Data items:
+ + + + +

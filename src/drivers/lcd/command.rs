//! HD44780 instruction set

pub const CLEAR_DISPLAY: u8 = 0x01;
pub const RETURN_HOME: u8 = 0x02;
pub const ENTRY_MODE: u8 = 0x04;
pub const DISPLAY_CONTROL: u8 = 0x08;
pub const SHIFT: u8 = 0x10;
pub const FUNCTION_SET: u8 = 0x20;
pub const SET_CGRAM_ADDR: u8 = 0x40;
pub const SET_DDRAM_ADDR: u8 = 0x80;

/// Number of data lines wired to the controller
#[derive(Clone, Copy, Debug, PartialEq, Eq)]
#[repr(u8)]
pub enum BusWidth {
    Four = 0x00,
    Eight = 0x10,
}

#[derive(Clone, Copy, Debug, PartialEq, Eq)]
#[repr(u8)]
pub enum Lines {
    One = 0x00,
    Two = 0x08,
}

impl Lines {
    /// Number of addressable rows
    pub const fn rows(self) -> u8 {
        match self {
            Lines::One => 1,
            Lines::Two => 2,
        }
    }
}

#[derive(Clone, Copy, Debug, PartialEq, Eq)]
#[repr(u8)]
pub enum Font {
    Dots5x8 = 0x00,
    Dots5x10 = 0x04,
}

/// Address counter direction after each data transfer
#[derive(Clone, Copy, Debug, PartialEq, Eq)]
#[repr(u8)]
pub enum Direction {
    Decrement = 0x00,
    Increment = 0x02,
}

/// Cursor or display shift, without touching DDRAM
#[derive(Clone, Copy, Debug, PartialEq, Eq)]
#[repr(u8)]
pub enum Shift {
    CursorLeft = 0x00,
    CursorRight = 0x04,
    DisplayLeft = 0x08,
    DisplayRight = 0x0C,
}

#[derive(Clone, Copy, Debug, PartialEq, Eq)]
pub struct FunctionSet {
    pub width: BusWidth,
    pub lines: Lines,
    pub font: Font,
}

impl FunctionSet {
    pub const fn bits(self) -> u8 {
        FUNCTION_SET | self.width as u8 | self.lines as u8 | self.font as u8
    }
}

#[derive(Clone, Copy, Debug, PartialEq, Eq)]
pub struct DisplayControl {
    pub display: bool,
    pub cursor: bool,
    pub blink: bool,
}

impl DisplayControl {
    pub const fn bits(self) -> u8 {
        DISPLAY_CONTROL
            | if self.display { 0x04 } else { 0x00 }
            | if self.cursor { 0x02 } else { 0x00 }
            | if self.blink { 0x01 } else { 0x00 }
    }
}

impl Default for DisplayControl {
    fn default() -> Self {
        Self {
            display: true,
            cursor: false,
            blink: false,
        }
    }
}

#[derive(Clone, Copy, Debug, PartialEq, Eq)]
pub struct EntryMode {
    pub direction: Direction,
    /// Shift the whole display instead of the cursor
    pub shift: bool,
}

impl EntryMode {
    pub const fn bits(self) -> u8 {
        ENTRY_MODE | self.direction as u8 | if self.shift { 0x01 } else { 0x00 }
    }
}

impl Default for EntryMode {
    fn default() -> Self {
        Self {
            direction: Direction::Increment,
            shift: false,
        }
    }
}

/// Typed controller instruction
#[derive(Clone, Copy, Debug, PartialEq, Eq)]
pub enum Command {
    Clear,
    ReturnHome,
    EntryMode(EntryMode),
    DisplayControl(DisplayControl),
    Shift(Shift),
    FunctionSet(FunctionSet),
    SetCgramAddress(u8),
    SetDdramAddress(u8),
}

impl Command {
    pub const fn code(self) -> u8 {
        match self {
            Command::Clear => CLEAR_DISPLAY,
            Command::ReturnHome => RETURN_HOME,
            Command::EntryMode(mode) => mode.bits(),
            Command::DisplayControl(ctrl) => ctrl.bits(),
            Command::Shift(shift) => SHIFT | shift as u8,
            Command::FunctionSet(func) => func.bits(),
            Command::SetCgramAddress(addr) => SET_CGRAM_ADDR | (addr & 0x3F),
            Command::SetDdramAddress(addr) => SET_DDRAM_ADDR | (addr & 0x7F),
        }
    }
}

/// Clear and return-home need the long settle; the bit 0 of return-home is
/// a don't-care, so 0x03 is a return-home as well.
pub const fn needs_long_settle(code: u8) -> bool {
    code == CLEAR_DISPLAY || code & 0xFE == RETURN_HOME
}
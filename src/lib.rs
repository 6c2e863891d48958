//! Character LCD and ultrasonic ranger drivers for the ATmega128
//!
//! The drivers only depend on `embedded-hal` traits, so they build and test
//! on the host. The register-level `hal` module is compiled for AVR targets only.
#![cfg_attr(not(test), no_std)]

pub mod config;
pub mod drivers;

#[cfg(target_arch = "avr")]
pub mod hal;
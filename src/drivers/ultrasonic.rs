//! HC-SR04 ultrasonic ranger
//!
//! A 10 µs trigger pulse starts a measurement; the sensor answers with an
//! echo pulse whose width is the round-trip time of flight.

use embedded_hal::blocking::delay::DelayUs;
use embedded_hal::digital::v2::{InputPin, OutputPin};

use crate::config::{RANGER_TIMEOUT_US, RANGER_TRIGGER_US};

#[derive(Clone, Copy, Debug, PartialEq, Eq)]
pub enum UltrasonicError<E> {
    Pin(E),
    /// No echo edge within the timeout
    Timeout,
}

/// Measured echo pulse
#[derive(Clone, Copy, Debug, PartialEq, Eq)]
pub struct Echo {
    pub width_us: u32,
}

impl Echo {
    /// Sound travels 0.034 cm/µs, halved for the round trip
    pub fn centimeters(&self) -> u32 {
        (u64::from(self.width_us) * 17 / 1000) as u32
    }

    /// Sound travels 0.0133 in/µs, halved for the round trip
    pub fn inches(&self) -> u32 {
        (u64::from(self.width_us) * 133 / 20_000) as u32
    }
}

pub struct Ultrasonic<TRIG, ECHO> {
    trigger: TRIG,
    echo: ECHO,
    timeout_us: u32,
}

impl<TRIG, ECHO, E> Ultrasonic<TRIG, ECHO>
where
    TRIG: OutputPin<Error = E>,
    ECHO: InputPin<Error = E>,
{
    pub fn new(trigger: TRIG, echo: ECHO) -> Self {
        Self {
            trigger,
            echo,
            timeout_us: RANGER_TIMEOUT_US,
        }
    }

    pub fn with_timeout(mut self, timeout_us: u32) -> Self {
        self.timeout_us = timeout_us;
        self
    }

    /// Trigger a measurement and time the echo
    pub fn measure<D: DelayUs<u16>>(&mut self, delay: &mut D) -> Result<Echo, UltrasonicError<E>> {
        self.trigger(delay)?;
        let width_us = self.pulse_in(delay)?;
        Ok(Echo { width_us })
    }

    fn trigger<D: DelayUs<u16>>(&mut self, delay: &mut D) -> Result<(), UltrasonicError<E>> {
        self.trigger.set_high().map_err(UltrasonicError::Pin)?;
        delay.delay_us(RANGER_TRIGGER_US);
        self.trigger.set_low().map_err(UltrasonicError::Pin)
    }

    /// Width of the next high pulse on the echo line, in 1 µs steps
    fn pulse_in<D: DelayUs<u16>>(&mut self, delay: &mut D) -> Result<u32, UltrasonicError<E>> {
        // Wait for any previous pulse to end
        self.wait_while(true, delay)?;
        // Wait for the pulse to start
        self.wait_while(false, delay)?;
        self.wait_while(true, delay)
    }

    /// Count microseconds while the echo line stays at `level`
    fn wait_while<D: DelayUs<u16>>(&mut self, level: bool, delay: &mut D) -> Result<u32, UltrasonicError<E>> {
        let mut elapsed = 0u32;
        while self.echo.is_high().map_err(UltrasonicError::Pin)? == level {
            if elapsed >= self.timeout_us {
                return Err(UltrasonicError::Timeout);
            }
            elapsed += 1;
            delay.delay_us(1);
        }
        Ok(elapsed)
    }

    pub fn release(self) -> (TRIG, ECHO) {
        (self.trigger, self.echo)
    }
}
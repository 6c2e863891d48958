pub mod lcd;
pub mod serial_console;
pub mod ultrasonic;

pub use lcd::{AddressPolicy, Lcd, LcdConfig, LcdError};
pub use serial_console::SerialConsole;
pub use ultrasonic::{Echo, Ultrasonic, UltrasonicError};
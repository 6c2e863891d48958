use embedded_hal::blocking::delay::{DelayMs, DelayUs};

use crate::config::CPU_FREQ_HZ;

const CYCLES_PER_US: u32 = CPU_FREQ_HZ / 1_000_000;

// nop plus loop counter at opt-level "s"
const CYCLES_PER_ITERATION: u32 = 4;

/// Busy-wait delay. Never shorter than requested; interrupts taken while
/// spinning only make it longer.
pub struct Delay {
    _private: (),
}

impl Delay {
    pub const fn new() -> Self {
        Self { _private: () }
    }
}

impl Default for Delay {
    fn default() -> Self {
        Self::new()
    }
}

impl DelayUs<u16> for Delay {
    fn delay_us(&mut self, us: u16) {
        let iterations = us as u32 * CYCLES_PER_US / CYCLES_PER_ITERATION;
        for _ in 0..iterations {
            avr_device::asm::nop();
        }
    }
}

impl DelayMs<u16> for Delay {
    fn delay_ms(&mut self, ms: u16) {
        for _ in 0..ms {
            self.delay_us(1000);
        }
    }
}

// Millisecond delay without holding a Delay
pub fn delay_ms(ms: u16) {
    Delay::new().delay_ms(ms);
}
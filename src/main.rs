//! Ultrasonic distance meter: HC-SR04 readings on a 16x2 LCD
#![cfg_attr(target_arch = "avr", no_std)]
#![cfg_attr(target_arch = "avr", no_main)]

#[cfg(target_arch = "avr")]
use panic_halt as _;

#[cfg(target_arch = "avr")]
use avr_charlcd::{
    config::MEASURE_INTERVAL_MS,
    drivers::lcd::{DataBus, FourBitBus},
    drivers::{Echo, Lcd, LcdConfig, LcdError, SerialConsole, Ultrasonic, UltrasonicError},
    hal::{board, delay_ms, Delay, Uart},
};
#[cfg(target_arch = "avr")]
use embedded_hal::blocking::delay::{DelayMs, DelayUs};
#[cfg(target_arch = "avr")]
use ufmt::{uwrite, uwriteln};

#[cfg(target_arch = "avr")]
fn halt() -> ! {
    loop {
        avr_device::asm::sleep();
    }
}

#[cfg(target_arch = "avr")]
#[avr_device::entry]
fn main() -> ! {
    let Some(dp) = avr_device::atmega128a::Peripherals::take() else {
        halt()
    };

    let pins = board::pins(dp.PORTB, dp.PORTD);
    let mut console = SerialConsole::new(Uart::new(dp.USART0));

    // Enable interrupts globally
    unsafe { avr_device::interrupt::enable() };

    let bus = FourBitBus::new(
        pins.lcd_rs,
        pins.lcd_en,
        pins.lcd_d4,
        pins.lcd_d5,
        pins.lcd_d6,
        pins.lcd_d7,
    );
    let mut lcd = match Lcd::new(bus, Delay::new(), LcdConfig::default()) {
        Ok(lcd) => lcd,
        Err(_) => halt(),
    };
    let mut ranger = Ultrasonic::new(pins.trigger, pins.echo);
    let mut delay = Delay::new();

    // Print startup message
    console.write_line("ATmega128 distance meter v0.1.0").ok();
    console.write_line("Ready...").ok();

    let mut timeouts: u8 = 0;

    loop {
        match ranger.measure(&mut delay) {
            Ok(echo) => {
                show(&mut lcd, &echo).ok();
                uwriteln!(console, "Duration: {}", echo.width_us).ok();
                uwriteln!(console, "Distance cm: {}", echo.centimeters()).ok();
                uwriteln!(console, "Distance inch: {}", echo.inches()).ok();
                #[cfg(feature = "debug")]
                console
                    .debug("echo cm", u8::try_from(echo.centimeters()).unwrap_or(u8::MAX))
                    .ok();
            }
            Err(UltrasonicError::Timeout) => {
                timeouts = timeouts.wrapping_add(1);
                lcd.clear().ok();
                lcd.write_text("No echo").ok();
                console.debug("ranger timeout", timeouts).ok();
            }
            Err(UltrasonicError::Pin(never)) => match never {},
        }

        delay_ms(MEASURE_INTERVAL_MS);
    }
}

#[cfg(target_arch = "avr")]
fn show<B, D>(lcd: &mut Lcd<B, D>, echo: &Echo) -> Result<(), LcdError<B::Error>>
where
    B: DataBus,
    D: DelayUs<u16> + DelayMs<u16>,
{
    // Trailing blanks wipe digits left over from a longer reading
    lcd.goto(0, 0)?;
    uwrite!(lcd, "Dist: {} cm    ", echo.centimeters())?;
    lcd.goto(1, 0)?;
    uwrite!(lcd, "Dist: {} in    ", echo.inches())?;
    Ok(())
}

#[cfg(not(target_arch = "avr"))]
fn main() {
    eprintln!("avr_charlcd firmware only runs on ATmega128; build with an AVR target");
}
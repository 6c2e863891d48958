use std::env;

fn main() {
    println!("cargo:rerun-if-changed=build.rs");

    // Pass CPU frequency for timing calculations
    println!("cargo:rustc-env=MCU_FREQ_HZ=16000000");

    // Host builds only run the driver tests
    let target = env::var("TARGET").unwrap_or_default();
    if !target.contains("avr") {
        return;
    }

    // Configure for ATmega128
    println!("cargo:rustc-link-arg=-mmcu=atmega128");

    if env::var("CARGO_FEATURE_DEBUG").is_ok() {
        println!("cargo:warning=Building for ATmega128 at 16MHz with console logging");
    }
}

+ + + + +

Activity: When the string "Uart" appears in a line of the records above, that line is to be copied.

Solution for this problem:
    hal::{board, delay_ms, Delay, Uart},
    let mut console = SerialConsole::new(Uart::new(dp.USART0));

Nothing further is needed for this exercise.